Because adenovirus infection is common in children, and it is rare for healthy people to contract hepatitis from this virus, it was difficult to say that this form of the virus would have caused hepatitis. A new study has revealed that three factors may be contributing to the increase in severe hepatitis cases in children – adeno virus, adeno-associated virus 2 (AAV2) and genes already present in the genes for suffering from the disease. some drawbacks. During a study, a team of researchers looked at nine original cases of hepatitis reported in April and conducted a variety of tests. The team learned that all nine children were infected with the AAV2 virus. The researchers then compared their results to 13 healthy children and 12 children who were infected with adenovirus but did not have hepatitis.
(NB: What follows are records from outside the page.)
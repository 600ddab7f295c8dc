//! Message domain module
//!
//! Messages are the unit of work routed into agent mailboxes.

pub mod entities;

pub use entities::{
    AgentMessage, COORDINATED_BY_KEY, COORDINATION_DEPTH_KEY, MessageKind, Participant,
};
//! Application error types

use crate::ports::memory::MemoryError;
use crate::ports::model_gateway::GatewayError;
use crew_domain::{AgentId, AgentStatus, DomainError};
use thiserror::Error;

/// Errors returned by router operations.
///
/// Structural errors leave all state untouched. `ProviderError` is the only
/// variant that moves the agent into `Error`.
#[derive(Error, Debug, Clone, PartialEq)]
pub enum RouterError {
    #[error("Agent not found: {0}")]
    AgentNotFound(AgentId),

    #[error("Agent {0} is in error state; recover it first")]
    AgentInErrorState(AgentId),

    #[error("Invalid transition: {from} -> {to}")]
    InvalidTransition { from: AgentStatus, to: AgentStatus },

    #[error("Provider error: {0}")]
    ProviderError(#[from] GatewayError),

    #[error("Configuration error: {0}")]
    ConfigurationError(String),

    #[error("Coordination depth {depth} exceeds the maximum of {max}")]
    CoordinationDepthExceeded { depth: u32, max: u32 },

    #[error("Registry is full ({max} agents)")]
    RegistryFull { max: usize },

    #[error("Dispatch lane for {0} is closed")]
    LaneClosed(AgentId),
}

impl From<DomainError> for RouterError {
    fn from(e: DomainError) -> Self {
        match e {
            DomainError::InvalidTransition { from, to } => RouterError::InvalidTransition { from, to },
            other => RouterError::ConfigurationError(other.to_string()),
        }
    }
}

impl RouterError {
    /// Whether this error forced the agent into `Error`.
    pub fn is_provider_error(&self) -> bool {
        matches!(self, RouterError::ProviderError(_))
    }
}

/// Failure of a single action handler. Recorded in the response, never
/// propagated to the caller.
#[derive(Error, Debug, Clone, PartialEq)]
pub enum ActionExecutionError {
    #[error("Unknown target agent: {0}")]
    UnknownTarget(String),

    #[error("An agent cannot coordinate with itself")]
    SelfCoordination,

    #[error("Unexpected payload for {0} handler")]
    PayloadMismatch(crew_domain::ActionKind),

    #[error(transparent)]
    Router(#[from] RouterError),

    #[error(transparent)]
    Memory(#[from] MemoryError),

    #[error("{0}")]
    Failed(String),
}
//! Prompt templates for the crew personas

use super::persona::PersonaProfile;
use crate::agent::{AgentConfiguration, CommunicationStyle, QuestionFrequency, Verbosity};
use crate::conversation::{ConversationEntry, PendingQuestion};
use crate::core::string::clip;
use crate::message::AgentMessage;

/// Characters of each history entry quoted into the analysis prompt.
const HISTORY_EXCERPT_CHARS: usize = 400;

/// Templates for generating persona prompts
pub struct AgentPromptTemplate;

impl AgentPromptTemplate {
    /// System prompt for a persona, shaped by the agent's configuration
    pub fn system(profile: &PersonaProfile, name: &str, config: &AgentConfiguration) -> String {
        let focus = profile
            .focus
            .iter()
            .map(|f| format!("- {f}"))
            .collect::<Vec<_>>()
            .join("\n");

        let actions = profile
            .vocabulary
            .iter()
            .map(|k| format!("- {}", k.usage()))
            .collect::<Vec<_>>()
            .join("\n");

        format!(
            r#"{mission}

Your name is {name}.

## Focus

{focus}

## Working Style

{style}

## Actions

You may request side effects by ending your reply with a fenced `actions` block.
Only these action types are available to you:

{actions}

Format:

```actions
{{
  "status": "idle | waiting",
  "actions": [
    {{"type": "<action type>", "params": {{}}, "requires_confirmation": false}}
  ]
}}
```

Omit the block entirely when no action is needed. Set `requires_confirmation`
for anything the operator should approve first."#,
            mission = profile.mission,
            name = name,
            focus = focus,
            style = Self::style_guidance(config),
            actions = actions,
        )
    }

    /// First pass: understand the message in light of recent history
    pub fn analysis<'a>(
        message: &AgentMessage,
        history: impl IntoIterator<Item = &'a ConversationEntry>,
        memories: &[String],
    ) -> String {
        let history = history
            .into_iter()
            .map(|e| format!("[{}] {}", e.speaker, clip(&e.text, HISTORY_EXCERPT_CHARS)))
            .collect::<Vec<_>>();
        let history = if history.is_empty() {
            "(no earlier conversation)".to_string()
        } else {
            history.join("\n")
        };

        let memory_section = if memories.is_empty() {
            String::new()
        } else {
            let items = memories
                .iter()
                .map(|m| format!("- {m}"))
                .collect::<Vec<_>>()
                .join("\n");
            format!("## Relevant Memory\n\n{items}\n\n")
        };

        format!(
            r#"## Task

Analyze the incoming message before replying. Do not reply yet.

## Recent Conversation

{history}

{memory_section}## Incoming Message

From: {sender}
Kind: {kind}

{content}

## Instructions

In a few short bullet points, state:
1. What the sender is asking for
2. What you still need to know
3. Which crew member, if any, should be involved
4. Which of your actions, if any, would help"#,
            history = history,
            memory_section = memory_section,
            sender = message.sender,
            kind = message.kind.as_str(),
            content = message.content,
        )
    }

    /// Second pass: write the reply, with the analysis and open questions
    pub fn response<'a>(
        message: &AgentMessage,
        analysis: &str,
        pending: impl IntoIterator<Item = &'a PendingQuestion>,
        config: &AgentConfiguration,
    ) -> String {
        let pending = pending
            .into_iter()
            .map(|q| {
                if q.options.is_empty() {
                    format!("- {}", q.question)
                } else {
                    format!("- {} (options: {})", q.question, q.options.join(", "))
                }
            })
            .collect::<Vec<_>>();
        let pending = if pending.is_empty() {
            "(none)".to_string()
        } else {
            pending.join("\n")
        };

        format!(
            r#"## Your Analysis

{analysis}

## Questions You Are Still Waiting On

{pending}

## Message To Answer

{content}

## Instructions

Write your reply to {sender}. Keep it under {max} characters.
If the message answers one of your open questions, acknowledge it.
Append an `actions` block only if an action is warranted."#,
            analysis = analysis.trim(),
            pending = pending,
            content = message.content,
            sender = message.sender,
            max = config.max_response_length,
        )
    }

    fn style_guidance(config: &AgentConfiguration) -> String {
        let tone = match config.communication_style {
            CommunicationStyle::Formal => "Write formally and precisely.",
            CommunicationStyle::Casual => "Write casually, like a teammate in chat.",
            CommunicationStyle::Professional => "Write in a clear, professional tone.",
            CommunicationStyle::Friendly => "Write warmly and encouragingly.",
        };
        let length = match config.verbosity {
            Verbosity::Concise => "Keep replies short; bullet points over paragraphs.",
            Verbosity::Balanced => "Give enough detail to act on, no more.",
            Verbosity::Verbose => "Explain your reasoning in detail.",
        };
        let questions = match config.question_frequency {
            QuestionFrequency::Minimal => "Ask questions only when you are blocked.",
            QuestionFrequency::Normal => "Ask a clarifying question when requirements are ambiguous.",
            QuestionFrequency::Frequent => "Confirm assumptions with the operator often.",
        };

        format!(
            "- {tone}\n- {length}\n- {questions}\n\
             - Proactiveness {p}/100: {p_hint}\n\
             - Creativity {c}/100: {c_hint}\n\
             - Risk tolerance {r}/100: {r_hint}\n\
             - Never exceed {max} characters per reply.",
            tone = tone,
            length = length,
            questions = questions,
            p = config.proactiveness,
            p_hint = scale_hint(config.proactiveness, "wait to be asked", "suggest next steps unprompted"),
            c = config.creativity,
            c_hint = scale_hint(config.creativity, "prefer proven approaches", "explore unconventional ideas"),
            r = config.risk_tolerance,
            r_hint = scale_hint(config.risk_tolerance, "avoid risky changes", "accept risk for speed"),
            max = config.max_response_length,
        )
    }
}

fn scale_hint(value: u8, low: &'static str, high: &'static str) -> &'static str {
    match value {
        0..=33 => low,
        67.. => high,
        _ => "balance both",
    }
}
//! Presentation layer for agent-crew
//!
//! This crate contains CLI definitions, console formatting of responses
//! and events, progress spinners, and the interactive chat interface.

pub mod chat;
pub mod cli;
pub mod output;
pub mod progress;

// Re-export commonly used types
pub use chat::{ChatRepl, ReplInput, wait_until_settled};
pub use cli::{Cli, Command};
pub use output::{ConsoleFormatter, EventPrinter};
pub use progress::ProgressReporter;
AAV2 virus was not detected in any of these children. This clearly indicated that AAV2 was responsible for these mysterious hepatitis cases. Adeno-associated virus 2 comes from a group of viruses called dependoparvo viruses. This virus infects humans and some animals of the monkey species. Interestingly, this virus needs to infect the host at the same time by another virus in order to infect the host body. This virus uses that helper virus to replicate itself within human cells. The most common cofactor viruses for AAV2 are adenovirus and herpes virus. The researchers found that six out of nine patients had one adenovirus each and three patients had signs of herpes virus.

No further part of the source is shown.